-- INFORMATION follows --

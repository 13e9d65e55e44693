//! Program loader: textual machine code → instruction memory.
//!
//! Syntax, one instruction per line:
//! ```text
//! #00: 00_000 ; LOAD IN_0
//! #13: 11_110 ; JUMP 6 when ACC=0
//! ```
//! A line is scanned for `#<bank-digit><line-digit>:` followed by a run
//! of binary digits, underscores allowed as separators. Anything after
//! the digit run (comments) is ignored, as is any line with no match.
//! Loading always clears all banks first, so a load is idempotent and
//! leaves no residue of the previous program.

use crate::cpu::memory::Banks;
use crate::logic::Word5;
use serde::{Deserialize, Serialize};
use thiserror::Error;

/// A malformed binary word found during a load.
///
/// Non-fatal: the load continues and the addressed cell keeps its
/// cleared (zero) value.
#[derive(Debug, Clone, PartialEq, Eq, Error, Serialize, Deserialize)]
#[error("invalid binary word at #{bank}{line}: '{token}'")]
pub struct LoadDiagnostic {
    /// Bank digit of the offending line.
    pub bank: u8,
    /// Line digit of the offending line.
    pub line: u8,
    /// The digit run after underscore stripping.
    pub token: String,
}

/// One pattern match within a source line.
struct ScanMatch<'a> {
    bank: u8,
    line: u8,
    bits: &'a str,
}

/// Find the first `#<digit><digit>: <bits>` pattern in a line.
///
/// Mirrors a leftmost regex search: every `#` position is tried in
/// order and the first complete match wins, whatever its digits say.
/// Range checking is the loader's job, not the scanner's.
fn scan_line(line: &str) -> Option<ScanMatch<'_>> {
    let bytes = line.as_bytes();

    for start in 0..bytes.len() {
        if bytes[start] != b'#' {
            continue;
        }

        let rest = &bytes[start + 1..];
        if rest.len() < 3 {
            continue;
        }
        if !rest[0].is_ascii_digit() || !rest[1].is_ascii_digit() || rest[2] != b':' {
            continue;
        }

        let mut i = start + 4;
        while i < bytes.len() && bytes[i].is_ascii_whitespace() {
            i += 1;
        }

        let bits_start = i;
        while i < bytes.len() && matches!(bytes[i], b'0' | b'1' | b'_') {
            i += 1;
        }
        if i == bits_start {
            // No digit run after the colon; keep scanning
            continue;
        }

        return Some(ScanMatch {
            bank: rest[0] - b'0',
            line: rest[1] - b'0',
            bits: &line[bits_start..i],
        });
    }

    None
}

/// Load program text into `banks`.
///
/// Always succeeds. All banks are cleared first; each matched in-range
/// line overwrites its cell. Out-of-range addresses are silently
/// skipped (not addressed to this machine); malformed binary words are
/// reported as diagnostics and leave their cells cleared.
pub fn load(banks: &mut Banks, text: &str) -> Vec<LoadDiagnostic> {
    banks.clear();

    let mut diagnostics = Vec::new();

    for raw in text.lines() {
        let line = raw.trim();
        if line.is_empty() {
            continue;
        }

        let Some(m) = scan_line(line) else {
            continue;
        };
        if !Banks::in_range(m.bank, m.line) {
            continue;
        }

        match Word5::parse(m.bits) {
            Ok(word) => banks.write(m.bank, m.line, word),
            Err(_) => diagnostics.push(LoadDiagnostic {
                bank: m.bank,
                line: m.line,
                token: m.bits.chars().filter(|&c| c != '_').collect(),
            }),
        }
    }

    diagnostics
}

-- INFORMATION concluded --

THE TASK
Among the entries above, count the lines that contain the word "binary" and give the number by itself.

OUTPUT BELOW
4